• EXCERPTED RECORDS:
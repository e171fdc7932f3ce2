//! Operation, path item and paths comparison.

use super::extensions::{compare_extensions, ExtensionChanges};
use super::servers::{compare_servers, ServersChanges};
use super::tags::{compare_external_docs, ExternalDocChanges};
use crate::diff::checks::{
    check_object, check_properties, check_scalar_list, compare_keyed_objects,
    flatten_low_level_map, PropertyCheck,
};
use crate::diff::{Changed, PropertyChanges};
use crate::model::labels::{
    DEPRECATED_LABEL, DESCRIPTION_LABEL, EXTERNAL_DOCS_LABEL, OPERATION_ID_LABEL, SUMMARY_LABEL,
    TAGS_LABEL,
};
use crate::model::v3::{Operation, PathItem, Paths};
use indexmap::IndexMap;
use serde::Serialize;

/// Changes to one operation.
#[derive(Debug, Clone, Serialize)]
pub struct OperationChanges {
    #[serde(flatten)]
    pub property_changes: PropertyChanges,
    pub external_docs_changes: Option<ExternalDocChanges>,
    pub server_changes: Option<ServersChanges>,
    pub extension_changes: Option<ExtensionChanges>,
}

impl Changed for OperationChanges {
    fn total_changes(&self) -> usize {
        self.property_changes.total_changes()
            + self.external_docs_changes.total_changes()
            + self.server_changes.total_changes()
            + self.extension_changes.total_changes()
    }

    fn total_breaking_changes(&self) -> usize {
        self.property_changes.total_breaking_changes()
            + self.external_docs_changes.total_breaking_changes()
            + self.server_changes.total_breaking_changes()
    }
}

/// Compare two operations.
///
/// Only a changed `operationId` is breaking among the scalar fields; tag
/// changes are informational.
#[must_use]
pub fn compare_operations(left: &Operation, right: &Operation) -> Option<OperationChanges> {
    let mut changes = Vec::new();
    check_properties(
        &[
            PropertyCheck::fields(SUMMARY_LABEL, &left.summary, &right.summary, false),
            PropertyCheck::fields(DESCRIPTION_LABEL, &left.description, &right.description, false),
            PropertyCheck::fields(OPERATION_ID_LABEL, &left.operation_id, &right.operation_id, true),
            PropertyCheck::fields(DEPRECATED_LABEL, &left.deprecated, &right.deprecated, false),
        ],
        &mut changes,
    );
    check_scalar_list(
        TAGS_LABEL,
        left.tags.as_ref(),
        right.tags.as_ref(),
        &mut changes,
        false,
        false,
    );
    let external_docs_changes = check_object(
        EXTERNAL_DOCS_LABEL,
        left.external_docs.as_ref(),
        right.external_docs.as_ref(),
        &mut changes,
        false,
        false,
        compare_external_docs,
    );

    let report = OperationChanges {
        property_changes: PropertyChanges::new(changes),
        external_docs_changes,
        server_changes: compare_servers(left.servers.as_ref(), right.servers.as_ref()),
        extension_changes: compare_extensions(&left.extensions, &right.extensions),
    };
    (report.total_changes() > 0).then_some(report)
}

/// Changes to one path item.
#[derive(Debug, Clone, Serialize)]
pub struct PathItemChanges {
    #[serde(flatten)]
    pub property_changes: PropertyChanges,
    /// Operations present on both sides that changed, keyed by method.
    pub operation_changes: IndexMap<String, OperationChanges>,
    pub server_changes: Option<ServersChanges>,
    pub extension_changes: Option<ExtensionChanges>,
}

impl Changed for PathItemChanges {
    fn total_changes(&self) -> usize {
        self.property_changes.total_changes()
            + self.operation_changes.total_changes()
            + self.server_changes.total_changes()
            + self.extension_changes.total_changes()
    }

    fn total_breaking_changes(&self) -> usize {
        self.property_changes.total_breaking_changes()
            + self.operation_changes.total_breaking_changes()
            + self.server_changes.total_breaking_changes()
    }
}

/// Compare two path items.
///
/// Removing an operation is breaking; adding one is not.
#[must_use]
pub fn compare_path_items(left: &PathItem, right: &PathItem) -> Option<PathItemChanges> {
    let mut changes = Vec::new();
    check_properties(
        &[
            PropertyCheck::fields(SUMMARY_LABEL, &left.summary, &right.summary, false),
            PropertyCheck::fields(DESCRIPTION_LABEL, &left.description, &right.description, false),
        ],
        &mut changes,
    );

    let mut operation_changes = IndexMap::new();
    for ((method, l), (_, r)) in left.operation_slots().into_iter().zip(right.operation_slots()) {
        if let Some(report) =
            check_object(method, l, r, &mut changes, false, true, compare_operations)
        {
            operation_changes.insert(method.to_string(), report);
        }
    }

    let report = PathItemChanges {
        property_changes: PropertyChanges::new(changes),
        operation_changes,
        server_changes: compare_servers(left.servers.as_ref(), right.servers.as_ref()),
        extension_changes: compare_extensions(&left.extensions, &right.extensions),
    };
    (report.total_changes() > 0).then_some(report)
}

/// Changes to the `paths` object.
#[derive(Debug, Clone, Serialize)]
pub struct PathsChanges {
    /// Paths added or removed.
    #[serde(flatten)]
    pub property_changes: PropertyChanges,
    /// Paths present on both sides that changed, keyed by path.
    pub path_item_changes: IndexMap<String, PathItemChanges>,
    pub extension_changes: Option<ExtensionChanges>,
}

impl Changed for PathsChanges {
    fn total_changes(&self) -> usize {
        self.property_changes.total_changes()
            + self.path_item_changes.total_changes()
            + self.extension_changes.total_changes()
    }

    fn total_breaking_changes(&self) -> usize {
        self.property_changes.total_breaking_changes()
            + self.path_item_changes.total_breaking_changes()
    }
}

/// Compare two `paths` objects, matching path items by their exact path.
///
/// Removing a path is breaking; adding one is not.
#[must_use]
pub fn compare_paths(left: &Paths, right: &Paths) -> Option<PathsChanges> {
    let l = flatten_low_level_map(&left.path_items);
    let r = flatten_low_level_map(&right.path_items);
    let mut changes = Vec::new();
    let path_item_changes = compare_keyed_objects(&l, &r, &mut changes, false, true, compare_path_items);

    let report = PathsChanges {
        property_changes: PropertyChanges::new(changes),
        path_item_changes,
        extension_changes: compare_extensions(&left.extensions, &right.extensions),
    };
    (report.total_changes() > 0).then_some(report)
}

#[cfg(test)]
mod tests {
    use super::*;
    use crate::diff::changes::test_support::build_document;
    use crate::diff::ChangeType;

    fn paths(yaml: &str) -> Paths {
        let document = build_document(&format!("openapi: 3.1.0\npaths:\n{yaml}"));
        document.paths.map(|p| p.value).unwrap_or_default()
    }

    #[test]
    fn test_path_removed_is_breaking() {
        let left = paths("  /pets:\n    get:\n      summary: list\n  /users: {}\n");
        let right = paths("  /pets:\n    get:\n      summary: list\n  /stores: {}\n");
        let report = compare_paths(&left, &right).unwrap();

        assert_eq!(report.total_changes(), 2);
        assert_eq!(report.total_breaking_changes(), 1);
        let removed = report.property_changes.find("/users").unwrap();
        assert_eq!(removed.change_type, ChangeType::ObjectRemoved);
        assert!(removed.breaking);
    }

    #[test]
    fn test_operation_removed_and_added() {
        let left = paths("  /pets:\n    get:\n      summary: list\n");
        let right = paths("  /pets:\n    post:\n      summary: create\n");
        let report = compare_paths(&left, &right).unwrap();

        let pets = &report.path_item_changes["/pets"];
        assert!(pets.property_changes.find("get").unwrap().breaking);
        assert!(!pets.property_changes.find("post").unwrap().breaking);
        assert_eq!(report.total_breaking_changes(), 1);
    }

    #[test]
    fn test_operation_id_change_is_breaking() {
        let left = paths("  /pets:\n    get:\n      operationId: listPets\n      tags: [pets]\n");
        let right = paths("  /pets:\n    get:\n      operationId: getPets\n      tags: [pets, store]\n");
        let report = compare_paths(&left, &right).unwrap();

        let get = &report.path_item_changes["/pets"].operation_changes["get"];
        assert_eq!(get.total_changes(), 2);
        assert_eq!(get.total_breaking_changes(), 1);
        assert_eq!(report.total_breaking_changes(), 1);
    }

    #[test]
    fn test_referenced_path_items_compare_by_content() {
        let left = build_document(
            "openapi: 3.1.0\npaths:\n  /pets:\n    $ref: '#/components/pathItems/pets'\ncomponents:\n  pathItems:\n    pets:\n      get:\n        summary: list\n",
        );
        let right = build_document("openapi: 3.1.0\npaths:\n  /pets:\n    get:\n      summary: list\n");
        let (l, r) = (left.paths.unwrap().value, right.paths.unwrap().value);
        assert!(compare_paths(&l, &r).is_none());
    }
}
use super::{Components, Paths, PathItem, SecurityRequirement, Server};
use crate::config::BuildConfig;
use crate::error::{ErrorContext, OasError, Result};
use crate::index::SpecIndex;
use crate::model::base::{ExternalDoc, Info, Tag};
use crate::model::labels::{
    COMPONENTS_LABEL, EXTERNAL_DOCS_LABEL, INFO_LABEL, JSON_SCHEMA_DIALECT_LABEL, OPENAPI_LABEL,
    PATHS_LABEL, SECURITY_LABEL, SERVERS_LABEL, TAGS_LABEL, WEBHOOKS_LABEL, WEBHOOK_LABEL,
};
use crate::model::{
    build_collection, extract_array, extract_extensions, extract_field, extract_object,
    resolve_alias, Extensions, HasExtensions, Node, NodeReference, ReferenceMap, ValueReference,
};
use std::sync::Arc;

/// Root of an OpenAPI 3.x document.
#[derive(Debug, Clone)]
pub struct Document {
    /// The `openapi` version string.
    pub version: Option<NodeReference<String>>,
    pub info: Option<NodeReference<Info>>,
    /// Default `$schema` dialect (3.1).
    pub json_schema_dialect: Option<NodeReference<String>>,
    pub servers: Option<NodeReference<Vec<ValueReference<Server>>>>,
    pub paths: Option<NodeReference<Paths>>,
    /// Incoming webhooks (3.1), built like path items.
    pub webhooks: Option<NodeReference<ReferenceMap<PathItem>>>,
    pub components: Option<NodeReference<Components>>,
    pub security: Option<NodeReference<Vec<ValueReference<SecurityRequirement>>>>,
    pub tags: Option<NodeReference<Vec<ValueReference<Tag>>>>,
    pub external_docs: Option<NodeReference<ExternalDoc>>,
    pub extensions: Extensions,
    /// The index the document was built against.
    pub index: Arc<SpecIndex>,
}

impl Document {
    /// Index `root` with `config` and build the document from it.
    pub fn build_from_root(root: Arc<Node>, config: &BuildConfig) -> Result<Self> {
        let index = Arc::new(SpecIndex::new(root, config));
        Self::build_with_index(index)
    }

    /// Build the document from an index already scoped to it, for example
    /// one with remote documents registered.
    pub fn build_with_index(index: Arc<SpecIndex>) -> Result<Self> {
        let root = resolve_alias(index.root());
        if !root.is_mapping() {
            return Err(OasError::invalid_structure(
                "document",
                "a mapping",
                root.line,
                root.column,
            ));
        }
        let idx = index.as_ref();

        let webhooks = match root.find_key_full(WEBHOOKS_LABEL) {
            Some((key, value)) => {
                let node = idx.resolve(value, "building 'webhooks'")?;
                let hooks = build_collection(WEBHOOK_LABEL, &node, idx, true)
                    .context("building 'webhooks'")?;
                Some(NodeReference::new(hooks, Arc::clone(key), node))
            }
            None => None,
        };

        Ok(Self {
            version: extract_field(OPENAPI_LABEL, &root)?,
            info: extract_object(INFO_LABEL, &root, idx)?,
            json_schema_dialect: extract_field(JSON_SCHEMA_DIALECT_LABEL, &root)?,
            servers: extract_array(SERVERS_LABEL, &root, idx)?,
            paths: extract_object(PATHS_LABEL, &root, idx)?,
            webhooks,
            components: extract_object(COMPONENTS_LABEL, &root, idx)?,
            security: extract_array(SECURITY_LABEL, &root, idx)?,
            tags: extract_array(TAGS_LABEL, &root, idx)?,
            external_docs: extract_object(EXTERNAL_DOCS_LABEL, &root, idx)?,
            extensions: extract_extensions(&root),
            index: Arc::clone(&index),
        })
    }

    /// Number of path items in the document.
    #[must_use]
    pub fn path_count(&self) -> usize {
        self.paths.as_ref().map_or(0, |p| p.value.path_items.len())
    }
}

impl HasExtensions for Document {
    fn extensions(&self) -> &Extensions {
        &self.extensions
    }
}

• DESCRIPTION OF THE TASK: Tell how many lines of the records above hold "BuildConfig", giving the number and nothing else.

• ANSWER AREA: 2